Since the demise of Harvard University professor Benjamin I. Schwartz over a decade ago, Irene Eber, the Louis Friebery Professor Emerita of East Asian Studies at the Hebrew University, has emerged as the preeminent Sino-Judaic scholar educating us about both ancient and modern Chinese Jewish communities. Eber is of Galician Jewish stock, was educated in Sinology at the Claremont Graduate School, and has both the linguistic and analytical tools to describe this complex interaction. She is fluent in Yiddish (her mother tongue), as well as biblical and modern Hebrew, classical and modern Chinese, English, German, and other languages. She delivered papers about Harbin, Kaifeng, Shanghai, and Tianjin Jewry at Harvard University's 1992 "Jewish Diasporas in China" conference. She contributed to both published volumes of essays which emerged from that symposium. She also wrote the introduction to the exhibition catalog of rare Sino-Judaica which Harvard showcased at that conference.1 A major commemorative volume of the works of other Sinologists was published in Eber's honor on her eightieth birthday, December 29, 2009.2

Eber remains vigorously productive.
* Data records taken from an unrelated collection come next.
// Prompts for the three model calls made per statement

use crate::schema::TransactionCategory;

pub const SYSTEM_PROMPT_TRANSACTIONS: &str = r#"
You are an experienced loan originator and financial analyst.
You help extract structured information from bank statements.
"#;

pub const USER_PROMPT_TRANSACTIONS: &str = r#"
Below is the text of a bank statement. List EVERY transaction on its own line as
comma-separated values in this exact column order:

Date, Description, Value, Deposit, Category

## COLUMN RULES
- **Date**: the transaction month in `YYYY-MM` format.
- **Description**: the transaction description with ALL commas removed.
- **Value**: a positive number with at most one decimal point. No currency symbols, no thousands separators.
- **Deposit**: `YES` if money came into the account, `NO` if it went out.
- **Category**: exactly one label from this list:
{categories}

## OUTPUT RULES
- Respond ONLY with the comma-separated lines.
- No header row, no numbering, no commentary, no code fences.

## STATEMENT
{bank_statement}
"#;

pub const SYSTEM_PROMPT_METADATA: &str = r#"
You are a Bank Statement Metadata Extractor.

## YOUR MISSION
Identify which bank issued the statement, the country it operates in and the
calendar year the statement covers.

## RULES
- `country_code`: ISO 3166 alpha-2 code (e.g. "US", "GB", "MX").
- `bank_name`: the bank's name as printed, without branch details.
- `statement_year`: four digit year. If the statement spans two years, use the later one.
- Use `null` for anything you cannot determine. Do NOT guess.

## OUTPUT FORMAT
Return a single JSON object matching this JSON Schema and nothing else:
{schema}
"#;

pub const USER_PROMPT_METADATA: &str = r#"
Extract the statement metadata from the following content:

{content}
"#;

pub const SYSTEM_PROMPT_RATIONALE: &str = r#"
You are an experienced loan originator and financial analyst. You help decide
whether or not to grant a loan based on an analysis of the applicant's bank statement.
"#;

pub const USER_PROMPT_RATIONALE: &str = r#"
Here is the bank statement analysis for a client. Write a bullet-point list of
reasons to grant a loan, then a bullet-point list of reasons not to.

## RULES
- Only include relevant, strong and useful reasons.
- Back EVERY reason with numbers taken from the analysis.
- Use exactly two headers: "Reasons for:" and "Reasons against:".
- No other text. Do NOT invent facts that are not in the analysis.

## STATEMENT ANALYSIS
{statement_analysis}
"#;

/// Category labels rendered as a bullet list for the transaction prompt.
pub fn category_list() -> String {
    TransactionCategory::ALL
        .iter()
        .map(|c| format!("  - \"{}\"", c.label()))
        .collect::<Vec<_>>()
        .join("\n")
}

pub fn transactions_prompt(statement_text: &str) -> String {
    USER_PROMPT_TRANSACTIONS
        .replace("{categories}", &category_list())
        .replace("{bank_statement}", statement_text)
}

pub fn metadata_system_prompt(schema_json: &str) -> String {
    SYSTEM_PROMPT_METADATA.replace("{schema}", schema_json)
}

pub fn metadata_prompt(content: &str) -> String {
    USER_PROMPT_METADATA.replace("{content}", content)
}

pub fn rationale_prompt(analysis_json: &str) -> String {
    USER_PROMPT_RATIONALE.replace("{statement_analysis}", analysis_json)
}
One expression of that vitality is this retrospective anthology of some of her work which was published in [End Page 715] 2008 under the overarching title Chinese and Jews: Encounters between Cultures. A scholar of lesser ability might have shied away from as daunting a task as defining the contacts between two cultures on opposite sides of Eurasia over a period of more than a thousand years. The essence of seven of the eight articles in this anthology—all but her chapter on the translation of the Psalms into Chinese—was previously published in Hebrew.3 Seven of the articles in this collection deal with the arrival and influence of Jews in China, as migrants, immigrants, and conveyors of ideas. Her final chapter discusses a reverse osmosis, namely, the Chinese influence on a major Western Jewish philosopher.
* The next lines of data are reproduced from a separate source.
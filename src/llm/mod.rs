pub mod client;
pub mod extractor;
pub mod prompts;
pub mod types;
pub mod utils;

pub use client::*;
pub use extractor::*;
pub use types::*;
Her first article, "Jewish Communities in China: A Brief Overview," originally appeared as the introduction to the aforementioned Harvard library catalog.4 Eber contextualized some of Harvard's rarest Sino-Judaic publications and photographs. She begins with Jewish merchant/adventurers in Tang dynasty China (608–906 c.e.), continues with the nineteenth- and twentieth-century arrival of Baghdadi and Russian Jews, and concludes with the arrival in China in the 1930s of Central European Jews fleeing Hitler.

Eber's second article, "Kaifeng Jews: Sinification and the Persistence of Identity," was presented as a paper at the Harvard conference.5 She sees Kaifeng Judaism as an integration of Jewish and Confucian belief. According to Eber, the Judaism of Kaifeng was a form of Chinese sectarian religion similar to that of the "White Lotus" movement which persisted over centuries in Chinese history and which the historian Susan Naquin has analyzed.6 The persistence of memory and lineage, rather than ritual practice or even a widespread knowledge of Hebrew, defined the distinctly Chinese Judaism of Kaifeng.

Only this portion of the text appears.